Saved data entries
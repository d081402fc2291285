use crate::api::{ApiResult, DataSource};
use crate::config::Config;
use crate::navigation::{Route, Router};
use crate::store::{self, Action, Store};
use crate::tui::{
    components::SideMenu,
    events::Event,
    keys::KeyMap,
    pages::{all_pages, PageContext, PageManager, PageOutcome},
    styles::Theme,
    Frame,
};
use anyhow::Result;
use crossterm::event::{KeyCode, KeyEvent, KeyModifiers, MouseEventKind};
use ratatui::layout::{Constraint, Direction, Layout, Rect};
use ratatui::text::{Line, Span};
use ratatui::widgets::{Block, Borders, Clear, Paragraph};
use std::sync::Arc;
use tracing::{debug, info, warn};

/// How long a status message stays in the status bar
const STATUS_DURATION_MS: u64 = 5_000;

/// Which pane receives keys
#[derive(Debug, Clone, Copy, PartialEq, Eq)]
pub enum Focus {
    Menu,
    Page,
}

/// Main application state and controller
pub struct App {
    /// Whether the application should quit
    pub should_quit: bool,

    /// Current application dimensions
    pub size: Rect,

    /// Key mappings for the application
    pub key_map: KeyMap,

    /// Page manager for handling different screens
    pub page_manager: PageManager,

    /// Current theme for styling
    pub theme: Theme,

    /// Application state
    pub store: Store,

    api: Arc<dyn DataSource>,
    config: Config,
    router: Router,
    side_menu: SideMenu,
    focus: Focus,
    show_help: bool,

    /// Ticks left before the status message is cleared
    status_ticks: u64,
}

impl App {
    /// Create the application, load the initial data and open the start page
    pub async fn new(config: Config, api: Arc<dyn DataSource>) -> Result<Self> {
        let mut store = Store::new(config.per_page, &config.tracked_sections);
        store::bootstrap(&mut store, api.as_ref(), config.role).await?;

        let mut page_manager = PageManager::new();
        for page in all_pages(&config) {
            page_manager.register_page(page);
        }

        let start = match Self::permission_for(&store, &config.start_path) {
            Ok(()) => config.start_path.clone(),
            Err(code) => {
                warn!(start = %config.start_path, permission = code, "Start page not allowed, opening dashboard");
                Route::DASHBOARD.to_string()
            }
        };

        let mut app = Self {
            should_quit: false,
            size: Rect::default(),
            key_map: KeyMap::default(),
            page_manager,
            theme: Theme::default(),
            store,
            router: Router::new(&start),
            side_menu: SideMenu::new(),
            focus: Focus::Page,
            show_help: false,
            status_ticks: 0,
            api,
            config,
        };

        info!(location = %start, role = %app.config.role, "Console ready");
        app.enter_current().await;
        Ok(app)
    }

    /// The permission a location needs, when the active role lacks it
    fn permission_for(store: &Store, path: &str) -> std::result::Result<(), &'static str> {
        match Route::parse(path).required_permission() {
            Some(code) if !store.can(code) => Err(code),
            _ => Ok(()),
        }
    }

    /// Current location
    pub fn location(&self) -> &str {
        self.router.location()
    }

    /// Open a location if the active role may see it
    pub async fn navigate(&mut self, path: &str) {
        if let Err(code) = Self::permission_for(&self.store, path) {
            warn!(path, permission = code, "Navigation denied");
            self.set_status(format!("Access denied: {} requires '{}'", path, code));
            return;
        }

        if self.router.navigate(path) {
            self.enter_current().await;
        }
    }

    /// Return to the previous location
    pub async fn go_back(&mut self) {
        if self.router.back().is_some() {
            self.enter_current().await;
        }
    }

    /// Record the router's location in the store and activate its page
    async fn enter_current(&mut self) {
        let route = self.router.route();
        let location = self.router.location().to_string();
        debug!(location = %location, page = route.page_id(), "Entering page");

        if matches!(route, Route::NotFound(_)) {
            self.page_manager.activate(route.page_id());
            return;
        }

        self.store.dispatch(Action::Navigated(location));
        if !self.page_manager.activate(route.page_id()) {
            return;
        }

        let mut ctx = PageContext {
            store: &mut self.store,
            api: self.api.as_ref(),
            config: &self.config,
        };
        let result = match self.page_manager.current_page_mut() {
            Some(page) => page.on_enter(&route, &mut ctx).await,
            None => Ok(()),
        };
        self.report(result);
    }

    fn set_status(&mut self, message: String) {
        self.store.dispatch(Action::StatusSet(message));
        self.status_ticks = (STATUS_DURATION_MS / self.config.tick_rate_ms.max(1)).max(1);
    }

    /// Surface a data-source failure in the status bar
    fn report(&mut self, result: ApiResult<()>) {
        if let Err(e) = result {
            warn!("Request failed: {}", e);
            self.set_status(e.to_string());
        }
    }

    /// Handle incoming events. Returns true when the application should exit.
    pub async fn handle_event(&mut self, event: Event) -> Result<bool> {
        match event {
            Event::Key(key_event) => self.handle_key_event(key_event).await,

            Event::Mouse(mouse_event) => {
                if self.config.mouse_enabled && self.focus == Focus::Page {
                    let code = match mouse_event.kind {
                        MouseEventKind::ScrollDown => Some(KeyCode::Down),
                        MouseEventKind::ScrollUp => Some(KeyCode::Up),
                        _ => None,
                    };
                    if let Some(code) = code {
                        self.forward_to_page(KeyEvent::new(code, KeyModifiers::NONE)).await;
                    }
                }
            }

            Event::Resize(width, height) => {
                self.size = Rect::new(0, 0, width, height);
            }

            Event::Tick => {
                if self.status_ticks > 0 {
                    self.status_ticks -= 1;
                    if self.status_ticks == 0 {
                        self.store.dispatch(Action::StatusCleared);
                    }
                }
            }
        }

        Ok(self.should_quit)
    }

    async fn handle_key_event(&mut self, key_event: KeyEvent) {
        if self.key_map.should_quit(&key_event) {
            self.should_quit = true;
            return;
        }

        if self.key_map.should_show_help(&key_event) {
            self.show_help = !self.show_help;
            return;
        }

        if self.show_help {
            // Any other key closes the overlay
            self.show_help = false;
            return;
        }

        let editing = self.focus == Focus::Page
            && self.page_manager.current_page().map_or(false, |page| page.is_editing());
        if editing {
            self.forward_to_page(key_event).await;
            return;
        }

        if self.key_map.should_switch_focus(&key_event) {
            self.focus = match self.focus {
                Focus::Menu => Focus::Page,
                Focus::Page => Focus::Menu,
            };
            return;
        }

        if self.key_map.should_go_back(&key_event) {
            self.go_back().await;
            return;
        }

        match self.focus {
            Focus::Menu => {
                if let Some(target) = self.side_menu.handle_key_event(key_event, &self.store) {
                    self.focus = Focus::Page;
                    self.navigate(&target).await;
                }
            }
            Focus::Page => self.forward_to_page(key_event).await,
        }
    }

    async fn forward_to_page(&mut self, key_event: KeyEvent) {
        let mut ctx = PageContext {
            store: &mut self.store,
            api: self.api.as_ref(),
            config: &self.config,
        };
        let outcome = match self.page_manager.current_page_mut() {
            Some(page) => page.handle_key_event(key_event, &mut ctx).await,
            None => Ok(PageOutcome::Ignored),
        };

        match outcome {
            Ok(PageOutcome::Navigate(path)) => self.navigate(&path).await,
            Ok(PageOutcome::Handled | PageOutcome::Ignored) => {}
            Err(e) => self.report(Err(e)),
        }
    }

    /// Render the application UI
    pub fn render(&mut self, frame: &mut Frame) {
        self.size = frame.size();

        // Create main layout
        let rows = Layout::default()
            .direction(Direction::Vertical)
            .constraints([
                Constraint::Min(1),    // Main content
                Constraint::Length(1), // Status bar
            ])
            .split(frame.size());

        let columns = Layout::default()
            .direction(Direction::Horizontal)
            .constraints([Constraint::Length(20), Constraint::Min(20)])
            .split(rows[0]);

        self.side_menu
            .render(frame, columns[0], &self.theme, &self.store, self.focus == Focus::Menu);

        // Render current page
        if let Some(current_page) = self.page_manager.current_page_mut() {
            current_page.render(frame, columns[1], &self.theme, &self.store);
        } else {
            // Render empty state
            let empty_block = Block::default()
                .borders(Borders::ALL)
                .title("Not found")
                .style(self.theme.base_style());

            let empty_text = Paragraph::new(format!("Nothing lives at {}", self.router.location()))
                .block(empty_block)
                .style(self.theme.placeholder_style());

            frame.render_widget(empty_text, columns[1]);
        }

        // Render status bar
        self.render_status_bar(frame, rows[1]);

        // Render help overlay if enabled
        if self.show_help {
            self.render_help_overlay(frame);
        }
    }

    /// Render the status bar
    fn render_status_bar(&self, frame: &mut Frame, area: Rect) {
        let paragraph = match self.store.status() {
            Some(message) => Paragraph::new(message.to_string()).style(self.theme.error_style()),
            None => Paragraph::new(format!(
                "{} | role: {} | Tab: menu/page | Ctrl+G: help | Ctrl+C: quit",
                self.router.location(),
                self.config.role
            ))
            .style(self.theme.status_bar_style()),
        };

        frame.render_widget(paragraph, area);
    }

    /// Render help overlay
    fn render_help_overlay(&self, frame: &mut Frame) {
        let help_area = centered_rect(60, 50, frame.size());

        let mut bindings = self.key_map.bindings();
        if let Some(page) = self.page_manager.current_page() {
            bindings.extend(page.help_text());
        }

        let lines: Vec<Line> = bindings
            .into_iter()
            .map(|(key, description)| {
                Line::from(vec![
                    Span::styled(format!("{:<14}", key), self.theme.header_style()),
                    Span::styled(description, self.theme.text_style()),
                ])
            })
            .collect();

        let title = match self.page_manager.current_page() {
            Some(page) => format!("Help: {}", page.title()),
            None => "Help".to_string(),
        };
        let help_block = Block::default()
            .borders(Borders::ALL)
            .title(title)
            .style(self.theme.help_style());

        frame.render_widget(Clear, help_area);
        frame.render_widget(Paragraph::new(lines).block(help_block), help_area);
    }
}

/// Create a centered rectangle with given percentage of the screen
fn centered_rect(percent_x: u16, percent_y: u16, r: Rect) -> Rect {
    let popup_layout = Layout::default()
        .direction(Direction::Vertical)
        .constraints([
            Constraint::Percentage((100 - percent_y) / 2),
            Constraint::Percentage(percent_y),
            Constraint::Percentage((100 - percent_y) / 2),
        ])
        .split(r);

    Layout::default()
        .direction(Direction::Horizontal)
        .constraints([
            Constraint::Percentage((100 - percent_x) / 2),
            Constraint::Percentage(percent_x),
            Constraint::Percentage((100 - percent_x) / 2),
        ])
        .split(popup_layout[1])[1]
}
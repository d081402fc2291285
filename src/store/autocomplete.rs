use super::Action;
use crate::api::OptionKind;
use std::collections::HashMap;

/// Option lists backing the search inputs
#[derive(Debug, Clone, Default)]
pub struct AutocompleteState {
    options: HashMap<OptionKind, Vec<String>>,
}

impl AutocompleteState {
    pub fn new() -> Self {
        Self::default()
    }

    pub fn options(&self, kind: OptionKind) -> &[String] {
        self.options.get(&kind).map(Vec::as_slice).unwrap_or(&[])
    }

    /// Up to `limit` options containing `input`, those starting with it first
    pub fn suggest(&self, kind: OptionKind, input: &str, limit: usize) -> Vec<&str> {
        let needle = input.trim().to_lowercase();
        if needle.is_empty() {
            return Vec::new();
        }

        let mut prefixed = Vec::new();
        let mut contained = Vec::new();
        for option in self.options(kind) {
            let lower = option.to_lowercase();
            if lower.starts_with(&needle) {
                prefixed.push(option.as_str());
            } else if lower.contains(&needle) {
                contained.push(option.as_str());
            }
        }

        prefixed.into_iter().chain(contained).take(limit).collect()
    }

    pub(super) fn reduce(&mut self, action: &Action) -> bool {
        match action {
            Action::OptionsLoaded { kind, options } => {
                self.options.insert(*kind, options.clone());
                true
            }
            _ => false,
        }
    }
}
use super::{Page, PageContext, PageId, PageOutcome};
use crate::api::{ApiResult, JobStats, JobStatus};
use crate::navigation::Route;
use crate::store::{self, Store};
use crate::tui::{styles::Theme, Frame};
use async_trait::async_trait;
use crossterm::event::{KeyCode, KeyEvent};
use ratatui::{
    layout::{Constraint, Direction, Layout, Rect},
    text::{Line, Span},
    widgets::{Block, Borders, Paragraph},
};

const STATS_PERMISSION: &str = "dashboard.stats";
const BAR_WIDTH: usize = 30;

/// Landing page: job counts and recently visited locations
pub struct DashboardPage {
    title: String,
}

impl DashboardPage {
    pub fn new() -> Self {
        Self {
            title: "Dashboard".to_string(),
        }
    }

    fn stats_lines(stats: &JobStats, theme: &Theme) -> Vec<Line<'static>> {
        let mut lines = vec![
            Line::from(vec![
                Span::styled("Total jobs  ", theme.dim_style()),
                Span::styled(stats.total.to_string(), theme.text_style()),
                Span::styled("   active  ", theme.dim_style()),
                Span::styled(stats.active().to_string(), theme.text_style()),
            ]),
            Line::default(),
        ];

        for status in JobStatus::ALL {
            let count = stats.count(status);
            let bar = if stats.total == 0 { 0 } else { count * BAR_WIDTH / stats.total };
            lines.push(Line::from(vec![
                Span::styled(format!("{:<10} ", status.as_str()), theme.text_style()),
                Span::styled(format!("{:>4} ", count), theme.text_style()),
                Span::styled("█".repeat(bar), theme.job_status_style(status)),
            ]));
        }
        lines
    }

    fn recent_lines(store: &Store, theme: &Theme) -> Vec<Line<'static>> {
        let memory = store.navigation_memory();
        if memory.is_empty() {
            return vec![Line::from(Span::styled("Nothing visited yet", theme.placeholder_style()))];
        }
        memory
            .entries()
            .map(|(section, path)| {
                Line::from(vec![
                    Span::styled(format!("{:<10} ", section), theme.dim_style()),
                    Span::styled(path.to_string(), theme.text_style()),
                ])
            })
            .collect()
    }
}

#[async_trait]
impl Page for DashboardPage {
    fn id(&self) -> PageId {
        "dashboard"
    }

    fn title(&self) -> &str {
        &self.title
    }

    async fn on_enter(&mut self, _route: &Route, ctx: &mut PageContext<'_>) -> ApiResult<()> {
        if ctx.store.can(STATS_PERMISSION) {
            store::fetch_job_stats(ctx.store, ctx.api).await?;
        }
        Ok(())
    }

    async fn handle_key_event(&mut self, event: KeyEvent, ctx: &mut PageContext<'_>) -> ApiResult<PageOutcome> {
        match event.code {
            KeyCode::Char('r') if ctx.store.can(STATS_PERMISSION) => {
                store::fetch_job_stats(ctx.store, ctx.api).await?;
                Ok(PageOutcome::Handled)
            }
            KeyCode::Char('j') => Ok(PageOutcome::Navigate(Route::JOBS.to_string())),
            _ => Ok(PageOutcome::Ignored),
        }
    }

    fn render(&mut self, frame: &mut Frame, area: Rect, theme: &Theme, store: &Store) {
        let chunks = Layout::default()
            .direction(Direction::Vertical)
            .constraints([Constraint::Length(10), Constraint::Min(3)])
            .split(area);

        let role = store
            .permissions()
            .role
            .map_or_else(|| "unknown".to_string(), |role| role.to_string());

        let stats = match store.job_stats() {
            Some(stats) if store.can(STATS_PERMISSION) => Self::stats_lines(stats, theme),
            Some(_) => vec![Line::from(Span::styled(
                "Statistics are not available to this role",
                theme.placeholder_style(),
            ))],
            None => vec![Line::from(Span::styled("Loading statistics...", theme.placeholder_style()))],
        };

        frame.render_widget(
            Paragraph::new(stats).block(
                Block::default()
                    .borders(Borders::ALL)
                    .title(format!("Jobs overview (role: {})", role))
                    .border_style(theme.border_style(false)),
            ),
            chunks[0],
        );

        frame.render_widget(
            Paragraph::new(Self::recent_lines(store, theme)).block(
                Block::default()
                    .borders(Borders::ALL)
                    .title("Last visited")
                    .border_style(theme.border_style(false)),
            ),
            chunks[1],
        );
    }

    fn help_text(&self) -> Vec<(&'static str, &'static str)> {
        vec![("r", "Refresh statistics"), ("j", "Open jobs")]
    }
}

impl Default for DashboardPage {
    fn default() -> Self {
        Self::new()
    }
}

#[cfg(test)]
mod tests {
    use super::*;

    #[test]
    fn test_stats_bars_scale_with_counts() {
        let stats = JobStats {
            total: 10,
            by_status: [(JobStatus::Succeeded, 10)].into_iter().collect(),
        };
        let lines = DashboardPage::stats_lines(&stats, &Theme::default());
        // Header, spacer, then one line per status
        assert_eq!(lines.len(), 2 + JobStatus::ALL.len());

        let succeeded = lines
            .iter()
            .find(|line| line.spans[0].content.starts_with("succeeded"))
            .unwrap();
        assert_eq!(succeeded.spans[2].content.chars().count(), BAR_WIDTH);
    }
}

> [Your task] Show the lines from the data above that contain the string "dispatch".

> [Result]
        self.store.dispatch(Action::Navigated(location));
        self.store.dispatch(Action::StatusSet(message));
                        self.store.dispatch(Action::StatusCleared);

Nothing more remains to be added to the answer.